Filter the entries beneath this task, copying only the lines that hold the word "DateTime".

--- EXERCISE DATA Enclosed Below ---

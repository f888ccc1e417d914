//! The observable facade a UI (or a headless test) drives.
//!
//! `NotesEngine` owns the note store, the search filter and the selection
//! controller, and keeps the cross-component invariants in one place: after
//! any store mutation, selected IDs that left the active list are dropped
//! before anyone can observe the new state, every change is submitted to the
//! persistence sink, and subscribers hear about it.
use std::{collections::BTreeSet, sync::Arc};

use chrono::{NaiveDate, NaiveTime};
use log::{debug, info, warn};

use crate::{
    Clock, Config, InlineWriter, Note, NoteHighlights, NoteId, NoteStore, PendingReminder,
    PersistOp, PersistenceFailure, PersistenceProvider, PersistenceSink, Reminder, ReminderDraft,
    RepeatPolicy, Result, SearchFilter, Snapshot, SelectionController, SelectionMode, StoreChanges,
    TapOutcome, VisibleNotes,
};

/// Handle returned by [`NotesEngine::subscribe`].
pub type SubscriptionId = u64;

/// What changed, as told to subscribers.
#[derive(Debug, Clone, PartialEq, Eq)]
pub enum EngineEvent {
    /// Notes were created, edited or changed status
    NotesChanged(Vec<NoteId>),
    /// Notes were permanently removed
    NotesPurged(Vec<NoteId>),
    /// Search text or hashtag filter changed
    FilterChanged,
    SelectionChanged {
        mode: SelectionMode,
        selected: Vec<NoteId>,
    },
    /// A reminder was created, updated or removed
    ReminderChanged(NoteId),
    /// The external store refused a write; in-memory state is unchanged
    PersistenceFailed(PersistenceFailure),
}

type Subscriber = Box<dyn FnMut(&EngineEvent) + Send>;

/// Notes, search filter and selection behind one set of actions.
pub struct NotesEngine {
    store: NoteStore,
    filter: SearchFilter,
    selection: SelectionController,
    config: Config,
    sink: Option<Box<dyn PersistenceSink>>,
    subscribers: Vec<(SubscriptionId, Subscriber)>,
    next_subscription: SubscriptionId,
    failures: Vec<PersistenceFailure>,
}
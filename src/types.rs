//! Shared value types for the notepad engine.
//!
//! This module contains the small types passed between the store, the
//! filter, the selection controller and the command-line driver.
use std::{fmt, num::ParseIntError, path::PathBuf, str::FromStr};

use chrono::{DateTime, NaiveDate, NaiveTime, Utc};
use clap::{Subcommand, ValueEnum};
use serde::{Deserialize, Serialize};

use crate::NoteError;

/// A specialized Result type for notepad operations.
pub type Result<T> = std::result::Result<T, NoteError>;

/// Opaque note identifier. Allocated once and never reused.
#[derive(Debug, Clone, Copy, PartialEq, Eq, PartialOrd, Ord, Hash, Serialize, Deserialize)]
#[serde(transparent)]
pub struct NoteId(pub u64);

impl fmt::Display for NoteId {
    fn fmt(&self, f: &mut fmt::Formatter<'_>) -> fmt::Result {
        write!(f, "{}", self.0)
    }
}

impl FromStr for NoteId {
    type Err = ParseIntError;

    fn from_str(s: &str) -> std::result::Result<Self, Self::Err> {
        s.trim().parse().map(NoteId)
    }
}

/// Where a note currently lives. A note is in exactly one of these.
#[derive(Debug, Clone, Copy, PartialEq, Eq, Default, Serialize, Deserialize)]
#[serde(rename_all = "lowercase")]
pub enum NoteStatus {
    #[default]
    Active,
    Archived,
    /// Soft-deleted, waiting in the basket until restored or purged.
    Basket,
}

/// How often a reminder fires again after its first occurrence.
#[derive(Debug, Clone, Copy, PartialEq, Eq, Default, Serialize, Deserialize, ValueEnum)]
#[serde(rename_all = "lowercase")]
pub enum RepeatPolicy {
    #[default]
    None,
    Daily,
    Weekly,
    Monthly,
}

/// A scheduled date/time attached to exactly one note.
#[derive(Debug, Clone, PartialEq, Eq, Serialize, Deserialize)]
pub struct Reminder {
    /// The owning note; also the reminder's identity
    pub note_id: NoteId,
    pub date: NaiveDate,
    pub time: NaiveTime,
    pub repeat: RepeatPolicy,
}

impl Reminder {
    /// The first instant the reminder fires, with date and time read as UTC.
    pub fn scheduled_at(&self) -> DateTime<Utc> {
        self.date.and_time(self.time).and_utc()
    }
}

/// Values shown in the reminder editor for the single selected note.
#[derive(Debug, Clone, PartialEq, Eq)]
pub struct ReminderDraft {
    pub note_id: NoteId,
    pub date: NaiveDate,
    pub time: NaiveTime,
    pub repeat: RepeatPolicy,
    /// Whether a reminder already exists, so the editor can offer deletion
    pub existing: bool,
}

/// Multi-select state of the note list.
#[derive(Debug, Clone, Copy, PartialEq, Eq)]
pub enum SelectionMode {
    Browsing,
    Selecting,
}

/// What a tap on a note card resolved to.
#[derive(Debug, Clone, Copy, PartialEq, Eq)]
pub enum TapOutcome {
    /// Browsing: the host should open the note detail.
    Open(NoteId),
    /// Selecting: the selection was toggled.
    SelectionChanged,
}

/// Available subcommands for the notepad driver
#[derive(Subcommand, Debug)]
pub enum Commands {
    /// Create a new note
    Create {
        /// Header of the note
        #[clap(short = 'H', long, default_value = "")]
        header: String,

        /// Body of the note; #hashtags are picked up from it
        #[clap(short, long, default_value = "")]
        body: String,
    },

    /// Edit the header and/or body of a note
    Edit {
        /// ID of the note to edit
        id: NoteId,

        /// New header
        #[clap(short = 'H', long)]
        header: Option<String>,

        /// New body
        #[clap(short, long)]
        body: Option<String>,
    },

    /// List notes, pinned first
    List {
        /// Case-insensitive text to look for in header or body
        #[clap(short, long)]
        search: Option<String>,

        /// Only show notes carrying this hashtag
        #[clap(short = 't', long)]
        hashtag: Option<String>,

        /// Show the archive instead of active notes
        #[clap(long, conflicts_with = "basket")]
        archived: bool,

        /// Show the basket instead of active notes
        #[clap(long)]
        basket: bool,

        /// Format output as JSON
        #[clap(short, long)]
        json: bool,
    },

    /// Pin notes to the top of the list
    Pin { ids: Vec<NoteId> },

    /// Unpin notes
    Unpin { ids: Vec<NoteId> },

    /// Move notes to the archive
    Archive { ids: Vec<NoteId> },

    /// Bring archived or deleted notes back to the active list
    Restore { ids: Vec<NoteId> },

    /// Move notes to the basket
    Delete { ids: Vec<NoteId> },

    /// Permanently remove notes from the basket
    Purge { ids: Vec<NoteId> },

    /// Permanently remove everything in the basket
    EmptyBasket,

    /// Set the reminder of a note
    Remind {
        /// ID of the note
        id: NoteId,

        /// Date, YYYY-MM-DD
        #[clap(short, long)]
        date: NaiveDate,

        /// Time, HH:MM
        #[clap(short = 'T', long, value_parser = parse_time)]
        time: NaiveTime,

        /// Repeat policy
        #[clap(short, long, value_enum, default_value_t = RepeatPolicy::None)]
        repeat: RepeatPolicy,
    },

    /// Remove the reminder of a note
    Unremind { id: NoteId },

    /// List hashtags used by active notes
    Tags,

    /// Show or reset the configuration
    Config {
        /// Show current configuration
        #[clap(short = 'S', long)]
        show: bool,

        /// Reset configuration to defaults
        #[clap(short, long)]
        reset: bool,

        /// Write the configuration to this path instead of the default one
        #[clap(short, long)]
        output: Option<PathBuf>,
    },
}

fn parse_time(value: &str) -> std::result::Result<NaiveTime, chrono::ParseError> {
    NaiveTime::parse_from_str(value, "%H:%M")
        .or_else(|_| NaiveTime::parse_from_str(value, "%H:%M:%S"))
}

--- End of Enclosed EXERCISE DATA ---

TASK RESPONSE ::
use chrono::{DateTime, NaiveDate, NaiveTime, Utc};
    pub fn scheduled_at(&self) -> DateTime<Utc> {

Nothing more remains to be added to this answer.